Punctuality on the East Coast Main Line, which connects York, Leeds and Doncaster to the capital, was worse under its new pulbicly-owned operator, LNER, than in any four-week period under its predecessor, newly-published figures showed.
Virgin Trains East Coast held the franchise from March 2015 until the end of June, but pulled out after admitting it had got its sums wrong.
It was the third private operator to fail to see out a contract on the line. GNER was stripped of the route in 2007 after its parent company hit financial difficulties, while National Express withdrew in 2009.
Today it emerged that just 62.6% of LNER services between June 24 and July 21 arrived within 10 minutes of their scheduled time. It was the worst punctuality figure for the route since 2010.
The company blamed “a number of external factors, many of which were beyond our immediate control”, including hot weather and the introduction of new timetables which caused disruption at Leeds.
A spokesman said: “Now that the transfer to LNER is complete we will bring a renewed focus to the operating detail of running the railway.”
Meanwhile, the region’s biggest train operator, Northern Rail, whose services have been dedimated by the botched timetables, was compared to the US president for having claimed that widespread cancellations on Sunday were caused by some staff not wanting to work.
Northern told passengers in a statement: “Some of our staff have made themselves unavailable for work on Sunday and operational teams have been working hard to make the best use of available staff.”
But Mick Cash, general secretary of the RMT union, which has staged repeated strikes on Northern over the role of train guards, said the statement was “a twisting of words that is positively Trumpesque”.
Mick Whelan, general secretary of the train drivers’ union, Aslef, added: “Numerous times we have sought to put Sundays in the working week, which would have obviated this issue.
“The company, though, prefers to run on voluntary overtime rather than employ enough staff to operate the services it promised. Then it seeks to blame those who opt not to work their days off.

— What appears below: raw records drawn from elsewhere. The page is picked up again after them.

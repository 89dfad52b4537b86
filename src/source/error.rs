//! Error types for obtaining seed page HTML.

use std::path::PathBuf;

use thiserror::Error;

use crate::download::DownloadError;

/// Errors that can occur while turning seeds into HTML pages.
#[derive(Debug, Error)]
pub enum SourceError {
    /// Seed URL is malformed or uses an unsupported scheme
    #[error("invalid seed URL '{url}': {reason}\n  Suggestion: {suggestion}")]
    InvalidSeed {
        /// The seed that failed validation
        url: String,
        /// Why the seed is invalid
        reason: String,
        /// How to fix the issue
        suggestion: String,
    },

    /// The seed page could not be fetched
    #[error("failed to fetch seed page: {source}")]
    Fetch {
        /// Underlying HTTP failure
        #[source]
        source: DownloadError,
    },

    /// A local HTML file could not be read
    #[error("failed to read HTML file {path}: {source}")]
    HtmlFile {
        /// The file that could not be read
        path: PathBuf,
        /// Underlying IO error
        #[source]
        source: std::io::Error,
    },

    /// No seed produced any HTML
    #[error("no HTML could be obtained from {attempted} seed page(s)")]
    NoPages {
        /// How many seeds were tried
        attempted: usize,
    },
}

impl SourceError {
    /// Creates an `InvalidSeed` error for a non-web URL scheme.
    #[must_use]
    pub fn unsupported_scheme(url: &str, scheme: &str) -> Self {
        Self::InvalidSeed {
            url: url.to_string(),
            reason: format!("scheme '{scheme}' is not supported"),
            suggestion: "Use http:// or https:// URLs".to_string(),
        }
    }

    /// Creates an `InvalidSeed` error for a malformed URL.
    #[must_use]
    pub fn malformed(url: &str, parse_error: &str) -> Self {
        Self::InvalidSeed {
            url: url.to_string(),
            reason: parse_error.to_string(),
            suggestion: "Check the URL format and try again".to_string(),
        }
    }

    /// Creates an `InvalidSeed` error for a URL without a host.
    #[must_use]
    pub fn no_host(url: &str) -> Self {
        Self::InvalidSeed {
            url: url.to_string(),
            reason: "URL has no host".to_string(),
            suggestion: "Ensure the URL includes a domain (e.g., example.com)".to_string(),
        }
    }

    /// Wraps a page fetch failure.
    #[must_use]
    pub fn fetch(source: DownloadError) -> Self {
        Self::Fetch { source }
    }

    /// Creates an `HtmlFile` error.
    pub fn html_file(path: impl Into<PathBuf>, source: std::io::Error) -> Self {
        Self::HtmlFile {
            path: path.into(),
            source,
        }
    }
}

#[cfg(test)]
mod tests {
    use super::*;

    #[test]
    fn test_source_error_unsupported_scheme_message() {
        let err = SourceError::unsupported_scheme("ftp://example.com", "ftp");
        let msg = err.to_string();
        assert!(msg.contains("ftp://example.com"));
        assert!(msg.contains("scheme 'ftp' is not supported"));
        assert!(msg.contains("Use http:// or https://"));
    }

    #[test]
    fn test_source_error_no_pages_message() {
        let err = SourceError::NoPages { attempted: 2 };
        assert_eq!(err.to_string(), "no HTML could be obtained from 2 seed page(s)");
    }

    #[test]
    fn test_source_error_fetch_wraps_download_error() {
        let err = SourceError::fetch(DownloadError::http_status("http://h/", 500));
        assert!(err.to_string().contains("HTTP 500"));
    }
}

That’s a bit rich.”
There was more misery for commuters this morning, as all services on a busy commuter route were halted during the rush hour because of a train blocking the line.
Passengers at Ilkley complained on Twitter about what one called “yet another broken down train”, adding: “Poor information about what’s happening. Yet you still have three revenue protection people at my station. Spend the money on maintenance.”
Another said: “I arrived at work two-and-a-half hours late. Even by Northern Rail’s standards this was terrible.
“There was no meaningful communication with customers. Why not retrain ‘revenue protection’ staff so they can drive and fix trains?”